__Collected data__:
---*---

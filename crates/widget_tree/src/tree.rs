//! The retained widget tree and its mutation API.

use crate::TreeError;
use crate::node::{DepthRole, WidgetKind, WidgetNode};
use indextree::{Arena, Node, NodeId};
use log::debug;
use skin::LocalizationProvider;
use skin::consts::BUTTON as BUTTON_CLASS;
use std::sync::Arc;
use style_cascade::keys::{BACKGROUND_PANELS, BAR_STYLEBOXES};
use style_cascade::{PropertyKey, Stylesheet};
use style_depth::DepthTrigger;
use style_tree::WidgetType;
use style_tree::widget_type::{BAR, BORDERED_PANEL, BUTTON, WINDOW};
use style_values::{StyleBox, StyleValue};

/// Arena-backed widget tree.
///
/// The root is a window that is always part of the live tree; other widgets
/// are created detached and enter the live tree when attached below it.
/// Detached subtrees can be assembled ahead of time: a depth-aware widget
/// attached inside one counts the tagged ancestors it has there.
/// Every structural or style mutation synchronously recomputes the depth of
/// the affected depth-aware widgets.
pub struct WidgetTree {
    arena: Arena<WidgetNode>,
    root: NodeId,
    stylesheet: Arc<Stylesheet>,
    localization: Option<Arc<dyn LocalizationProvider>>,
}

impl WidgetTree {
    pub fn new(stylesheet: Arc<Stylesheet>) -> Self {
        let mut arena = Arena::new();
        let mut window = WidgetNode::new(&WINDOW, WidgetKind::Plain);
        window.set_name_scope(true);
        let root = arena.new_node(window);
        Self {
            arena,
            root,
            stylesheet,
            localization: None,
        }
    }

    #[must_use]
    pub fn with_localization(mut self, localization: Arc<dyn LocalizationProvider>) -> Self {
        self.localization = Some(localization);
        self
    }

    #[inline]
    pub const fn root(&self) -> NodeId {
        self.root
    }

    #[inline]
    pub fn stylesheet(&self) -> &Stylesheet {
        &self.stylesheet
    }

    #[inline]
    pub fn localization(&self) -> Option<&dyn LocalizationProvider> {
        self.localization.as_deref()
    }

    /// Swap the stylesheet. Every depth-aware widget that already has a
    /// depth picks its background again.
    pub fn set_stylesheet(&mut self, stylesheet: Arc<Stylesheet>) {
        self.stylesheet = stylesheet;
        let tracked: Vec<_> = self
            .arena
            .iter()
            .filter(|entry| !entry.is_removed())
            .filter(|entry| {
                entry
                    .get()
                    .kind()
                    .depth_role()
                    .is_some_and(|role| role.depth().is_some())
            })
            .filter_map(|entry| self.arena.get_node_id(entry))
            .collect();
        for node in tracked {
            if let Some(role) = self.depth_role_mut(node) {
                role.reset();
            }
            self.recompute_depth(node, DepthTrigger::StyleChanged);
        }
    }

    /// Widget data, if `node` exists.
    #[inline]
    pub fn node(&self, node: NodeId) -> Option<&WidgetNode> {
        self.arena
            .get(node)
            .filter(|entry| !entry.is_removed())
            .map(|entry| entry.get())
    }

    /// Mutable widget data. Style-relevant changes should go through the
    /// tree's own setters so depth-aware widgets are notified.
    pub fn node_mut(&mut self, node: NodeId) -> Option<&mut WidgetNode> {
        self.arena
            .get_mut(node)
            .filter(|entry| !entry.is_removed())
            .map(|entry| entry.get_mut())
    }

    #[inline]
    pub(crate) const fn arena(&self) -> &Arena<WidgetNode> {
        &self.arena
    }

    pub(crate) fn depth_role_mut(&mut self, node: NodeId) -> Option<&mut DepthRole> {
        self.node_mut(node)?.kind_mut().depth_role_mut()
    }

    #[inline]
    pub fn contains(&self, node: NodeId) -> bool {
        self.node(node).is_some()
    }

    /// Whether `node` is attached, directly or not, below the root.
    pub fn is_live(&self, node: NodeId) -> bool {
        self.contains(node) && node.ancestors(&self.arena).any(|ancestor| ancestor == self.root)
    }

    /// Create a detached widget.
    pub fn create(&mut self, ty: &'static WidgetType) -> NodeId {
        self.arena.new_node(WidgetNode::new(ty, WidgetKind::Plain))
    }

    /// Create a detached bordered panel picking from `background-panels`.
    pub fn create_bordered_panel(&mut self) -> NodeId {
        let role = DepthRole::new(BACKGROUND_PANELS);
        self.arena
            .new_node(WidgetNode::new(&BORDERED_PANEL, WidgetKind::BorderedPanel(role)))
    }

    /// Create a detached bar picking from `bar-styleboxes`.
    pub fn create_bar(&mut self) -> NodeId {
        let role = DepthRole::new(BAR_STYLEBOXES);
        self.arena
            .new_node(WidgetNode::new(&BAR, WidgetKind::Bar(role)))
    }

    /// Create a detached button. A named button looks its text up when it
    /// enters the tree.
    pub fn create_button(&mut self, name: Option<&str>) -> NodeId {
        let mut button = WidgetNode::new(&BUTTON, WidgetKind::Button { text: None });
        button.add_class(BUTTON_CLASS);
        button.set_name(name.map(str::to_owned));
        self.arena.new_node(button)
    }

    pub fn set_name(&mut self, node: NodeId, name: Option<&str>) {
        if let Some(entry) = self.node_mut(node) {
            entry.set_name(name.map(str::to_owned));
        }
    }

    pub fn set_name_scope(&mut self, node: NodeId, scope: bool) {
        if let Some(entry) = self.node_mut(node) {
            entry.set_name_scope(scope);
        }
    }

    pub fn set_button_text(&mut self, node: NodeId, value: Option<&str>) {
        if let Some(WidgetKind::Button { text }) = self.node_mut(node).map(WidgetNode::kind_mut) {
            *text = value.map(str::to_owned);
        }
    }

    /// Attach `child` as the last child of `parent`.
    ///
    /// # Errors
    /// Fails if either widget is unknown, `child` is the root, or `child` is
    /// `parent` or one of its ancestors.
    pub fn append_child(&mut self, parent: NodeId, child: NodeId) -> Result<(), TreeError> {
        self.check_attach(parent, child)?;
        self.take(child);
        parent
            .checked_append(child, &mut self.arena)
            .map_err(|err| TreeError::Arena(err.to_string()))?;
        self.attached(child);
        Ok(())
    }

    /// Attach `child` at `index` among `parent`'s children. When `child` is
    /// already one of them, `index` counts the other children.
    ///
    /// # Errors
    /// Fails like [`Self::append_child`], or if `index` is past the end.
    /// A failed call leaves the tree unchanged.
    pub fn insert_child(
        &mut self,
        parent: NodeId,
        index: usize,
        child: NodeId,
    ) -> Result<(), TreeError> {
        self.check_attach(parent, child)?;
        let mut len = parent.children(&self.arena).count();
        if self.arena.get(child).and_then(Node::parent) == Some(parent) {
            len -= 1;
        }
        if index > len {
            return Err(TreeError::OutOfRange { index, len });
        }
        self.take(child);
        let sibling = parent.children(&self.arena).nth(index);
        let inserted = match sibling {
            Some(next) => next.checked_insert_before(child, &mut self.arena),
            None => parent.checked_append(child, &mut self.arena),
        };
        inserted.map_err(|err| TreeError::Arena(err.to_string()))?;
        self.attached(child);
        Ok(())
    }

    /// Move the child at `from` to position `to` within the same parent.
    ///
    /// Reordering is not a style event: nothing is recomputed, and sibling
    /// selectors see the new order on the next lookup.
    ///
    /// # Errors
    /// Fails if `parent` is unknown or either position is out of range.
    pub fn move_child(&mut self, parent: NodeId, from: usize, to: usize) -> Result<(), TreeError> {
        if !self.contains(parent) {
            return Err(TreeError::UnknownNode);
        }
        let len = parent.children(&self.arena).count();
        let out_of_range = |index| TreeError::OutOfRange { index, len };
        let child = parent
            .children(&self.arena)
            .nth(from)
            .ok_or_else(|| out_of_range(from))?;
        if to >= len {
            return Err(out_of_range(to));
        }
        child.detach(&mut self.arena);
        let sibling = parent.children(&self.arena).nth(to);
        let moved = match sibling {
            Some(next) => next.checked_insert_before(child, &mut self.arena),
            None => parent.checked_append(child, &mut self.arena),
        };
        moved.map_err(|err| TreeError::Arena(err.to_string()))
    }

    /// Detach `node` and its subtree from its parent. The subtree leaves the
    /// live tree and its depth-aware widgets forget their depth.
    ///
    /// # Errors
    /// Fails if `node` is unknown or the root.
    pub fn detach(&mut self, node: NodeId) -> Result<(), TreeError> {
        if !self.contains(node) {
            return Err(TreeError::UnknownNode);
        }
        if node == self.root {
            return Err(TreeError::RootMoved);
        }
        self.take(node);
        Ok(())
    }

    /// Remove `node` and its subtree from the arena.
    ///
    /// # Errors
    /// Fails if `node` is unknown or the root.
    pub fn remove(&mut self, node: NodeId) -> Result<(), TreeError> {
        self.detach(node)?;
        node.remove_subtree(&mut self.arena);
        Ok(())
    }

    pub fn add_class(&mut self, node: NodeId, class: &str) {
        if self.node_mut(node).is_some_and(|entry| entry.add_class(class)) {
            self.trigger_subtree(node, DepthTrigger::StyleChanged);
        }
    }

    pub fn remove_class(&mut self, node: NodeId, class: &str) {
        if self.node_mut(node).is_some_and(|entry| entry.remove_class(class)) {
            self.trigger_subtree(node, DepthTrigger::StyleChanged);
        }
    }

    pub fn set_pseudo(&mut self, node: NodeId, pseudo: &str) {
        if self.node_mut(node).is_some_and(|entry| entry.set_pseudo(pseudo)) {
            self.trigger_subtree(node, DepthTrigger::StyleChanged);
        }
    }

    pub fn clear_pseudo(&mut self, node: NodeId, pseudo: &str) {
        if self.node_mut(node).is_some_and(|entry| entry.clear_pseudo(pseudo)) {
            self.trigger_subtree(node, DepthTrigger::StyleChanged);
        }
    }

    /// Resolve `key` for `node` against the current stylesheet.
    #[inline]
    pub fn resolve(&self, node: NodeId, key: PropertyKey) -> Option<&StyleValue> {
        self.stylesheet.resolve(self, node, key)
    }

    /// Last depth a depth-aware widget was notified of.
    #[inline]
    pub fn depth(&self, node: NodeId) -> Option<usize> {
        self.node(node)?.kind().depth_role()?.depth()
    }

    /// Background a depth-aware widget picked for its depth.
    #[inline]
    pub fn background(&self, node: NodeId) -> Option<&StyleBox> {
        self.node(node)?.kind().depth_role()?.background()
    }

    #[inline]
    pub fn button_text(&self, node: NodeId) -> Option<&str> {
        self.node(node)?.button_text()
    }

    fn check_attach(&self, parent: NodeId, child: NodeId) -> Result<(), TreeError> {
        if !self.contains(parent) || !self.contains(child) {
            return Err(TreeError::UnknownNode);
        }
        if child == self.root {
            return Err(TreeError::RootMoved);
        }
        if parent.ancestors(&self.arena).any(|ancestor| ancestor == child) {
            return Err(TreeError::Cycle);
        }
        Ok(())
    }

    /// Unlink `node` from its parent. Its subtree forgets every depth.
    fn take(&mut self, node: NodeId) {
        node.detach(&mut self.arena);
        let subtree: Vec<_> = node.descendants(&self.arena).collect();
        for widget in subtree {
            if let Some(role) = self.depth_role_mut(widget) {
                role.reset();
            }
        }
    }

    /// `child` was just given a parent: it is parented, and if the parent is
    /// live its whole subtree enters the tree.
    fn attached(&mut self, child: NodeId) {
        self.recompute_depth(child, DepthTrigger::Parented);
        let live = self.is_live(child);
        debug!("attached widget {child:?} (live: {live})");
        if live {
            self.trigger_subtree(child, DepthTrigger::EnteredTree);
        }
    }
}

---*---

__WHAT TO DO__: Figure out how many lines of the data hold "sibling", and answer with the number only.

__ANSWER FOR THE TASK__: 5